Task goal
Scan the listing for the word "CounterKey" and report every line that contains it.

Provided data
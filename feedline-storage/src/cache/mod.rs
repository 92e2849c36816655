//! Remote list and counter cache.
//!
//! The remote store is never the source of truth. Reads return
//! [`CacheRead<T>`], which records whether the data came from the cache or
//! from the authoritative store, and every cache failure degrades to the
//! authoritative path.
//!
//! # Key Scheme
//!
//! [`CacheKey`] can only be built through typed constructors, so list keys
//! and counter keys cannot be hand-formatted or confused with each other.
//!
//! # Trust Cap
//!
//! Lists are populated with at most `trust_cap` items but are never trimmed
//! afterwards. A cached list at or above that length may be a truncated
//! prefix, so it is only believed when it can prove a next page exists. The
//! same holds for a catch-up page that used up the whole list; the
//! [`Timeline`](crate::Timeline) coordinator re-reads those from the store.
//!
//! # Example
//!
//! ```ignore
//! let cache = ListCache::new(Arc::new(InMemoryRemoteStore::new()), config);
//! let read = cache.read_through_list(&partition, &store).await?;
//! if read.was_cache_hit() {
//!     tracing::debug!("served from cache");
//! }
//! ```

pub mod codec;
pub mod key;
pub mod list_cache;
pub mod memory_backend;
pub mod read;
pub mod traits;

pub use codec::{Codec, JsonCodec};
pub use key::{CacheKey, COUNTER_PREFIX};
pub use list_cache::{serve_paginated_from_cache, CacheVerdict, ListCache};
pub use memory_backend::InMemoryRemoteStore;
pub use read::CacheRead;
pub use traits::{CacheStats, CounterBackend, ListCacheBackend};
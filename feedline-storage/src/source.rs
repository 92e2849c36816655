//! Authoritative store traits.
//!
//! The cache layer never owns data. Everything it serves can be re-derived
//! from these two interfaces, and errors they raise are the only errors the
//! feed path propagates to its callers.

use ::async_trait::async_trait;
use feedline_core::{CounterKey, FeedEntry, FeedResult, PartitionKey, Timestamp};

/// Timestamp filter of a range query. Both bounds are strict.
#[derive(Debug, Clone, Copy, PartialEq, Eq)]
pub enum TimeBound {
    /// `created_at > t`
    NewerThan(Timestamp),
    /// `created_at < t`
    OlderThan(Timestamp),
}

/// "Items of a partition, newest-first, optionally filtered and limited."
#[derive(Debug, Clone, Copy, PartialEq, Eq, Default)]
pub struct RangeQuery {
    pub bound: Option<TimeBound>,
    pub limit: Option<usize>,
}

impl RangeQuery {
    /// Every item of the partition.
    pub fn all() -> Self {
        Self::default()
    }

    /// The `n` newest items.
    pub fn latest(n: usize) -> Self {
        Self {
            bound: None,
            limit: Some(n),
        }
    }

    /// Every item strictly newer than `t`.
    pub fn newer_than(t: Timestamp) -> Self {
        Self {
            bound: Some(TimeBound::NewerThan(t)),
            limit: None,
        }
    }

    /// Up to `limit` items strictly older than `t`.
    pub fn older_than(t: Timestamp, limit: usize) -> Self {
        Self {
            bound: Some(TimeBound::OlderThan(t)),
            limit: Some(limit),
        }
    }

    /// Whether an item created at `created_at` passes the bound.
    pub fn admits(&self, created_at: Timestamp) -> bool {
        match self.bound {
            None => true,
            Some(TimeBound::NewerThan(t)) => created_at > t,
            Some(TimeBound::OlderThan(t)) => created_at < t,
        }
    }
}

/// The authoritative ordered store behind a feed.
///
/// Implementations return items newest-first. Ties on `created_at` keep the
/// store's own stable order.
#[async_trait]
pub trait OrderedSource<T: FeedEntry>: Send + Sync {
    async fn fetch_range(&self, partition: &PartitionKey, query: &RangeQuery)
        -> FeedResult<Vec<T>>;
}

/// The authoritative side of denormalized counters.
#[async_trait]
pub trait CounterSource: Send + Sync {
    /// Re-read the counter field stored on the parent entity.
    async fn denormalized_count(&self, key: &CounterKey) -> FeedResult<i64>;

    /// Count the child rows the counter is meant to mirror.
    async fn count_children(&self, key: &CounterKey) -> FeedResult<i64>;

    /// Overwrite the counter field on the parent entity and persist it.
    async fn store_denormalized_count(&self, key: &CounterKey, value: i64) -> FeedResult<()>;
}
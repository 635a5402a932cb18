//! FILENAME: tests/common/mod.rs
//! Test harness and fixtures for the worker boundary integration tests.

use std::io::Write;
use tempfile::NamedTempFile;
use worker::EngineHandle;

// ============================================================================
// FIXTURE DATASETS
// ============================================================================

/// The three-record matrix fixture:
/// - device "A" (brand X) with two bridge mappings
/// - device "B" (brand Y) with one
/// - device "C" with no ecosystem blocks at all
///
/// Normalizes to 4 rows: A, A, B, C.
pub struct MatrixFixture;

impl MatrixFixture {
    pub fn dataset_json() -> &'static str {
        r#"[
            {
                "deviceModel": "A",
                "deviceType": "Switch",
                "deviceBrand": "X",
                "deviceCategory": "Wall Switch",
                "ewelink": { "supported": true, "capabilities": ["power"] },
                "matter": [
                    {
                        "deviceType": "On/Off Light",
                        "supportedClusters": ["OnOff"],
                        "protocolVersion": "1.0",
                        "apple": { "supported": ["basic control"], "notes": ["no scene support"] }
                    },
                    { "deviceType": "Dimmable Light", "protocolVersion": "1.2" }
                ],
                "homeAssistant": { "supported": true, "entities": ["switch"] }
            },
            {
                "deviceModel": "B",
                "deviceType": "Sensor",
                "deviceBrand": "Y",
                "deviceCategory": "Door Sensor",
                "matter": [ { "deviceType": "Contact Sensor", "protocolVersion": "1.0" } ]
            },
            { "deviceModel": "C", "deviceType": "Camera" }
        ]"#
    }

    /// A single-record replacement dataset for reload tests.
    pub fn alternate_json() -> &'static str {
        r#"[ { "deviceModel": "D", "deviceType": "Plug", "deviceBrand": "Z", "deviceCategory": "Smart Plug" } ]"#
    }

    pub fn write(json: &str) -> NamedTempFile {
        let mut file = NamedTempFile::new().expect("create fixture file");
        file.write_all(json.as_bytes()).expect("write fixture");
        file.flush().expect("flush fixture");
        file
    }
}

// ============================================================================
// WORKER HARNESS
// ============================================================================

/// Spawns a worker and keeps the fixture file alive for the test's duration.
pub struct WorkerHarness {
    pub handle: EngineHandle,
    dataset: NamedTempFile,
}

impl WorkerHarness {
    /// A fresh worker with the fixture on disk but not yet loaded.
    pub fn new() -> Self {
        let _ = env_logger::builder().is_test(true).try_init();
        WorkerHarness {
            handle: EngineHandle::spawn(),
            dataset: MatrixFixture::write(MatrixFixture::dataset_json()),
        }
    }

    /// A worker with the fixture dataset already loaded (4 rows).
    pub async fn loaded() -> Self {
        let harness = Self::new();
        let summary = harness
            .handle
            .load(harness.dataset_path())
            .await
            .expect("fixture load succeeds");
        assert_eq!(summary.count, 4);
        harness
    }

    pub fn dataset_path(&self) -> String {
        self.dataset.path().to_string_lossy().into_owned()
    }
}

Output below
use feedline_core::{CounterKey, FeedEntry, FeedResult, PartitionKey, Timestamp};
    async fn denormalized_count(&self, key: &CounterKey) -> FeedResult<i64>;
    async fn count_children(&self, key: &CounterKey) -> FeedResult<i64>;
    async fn store_denormalized_count(&self, key: &CounterKey, value: i64) -> FeedResult<()>;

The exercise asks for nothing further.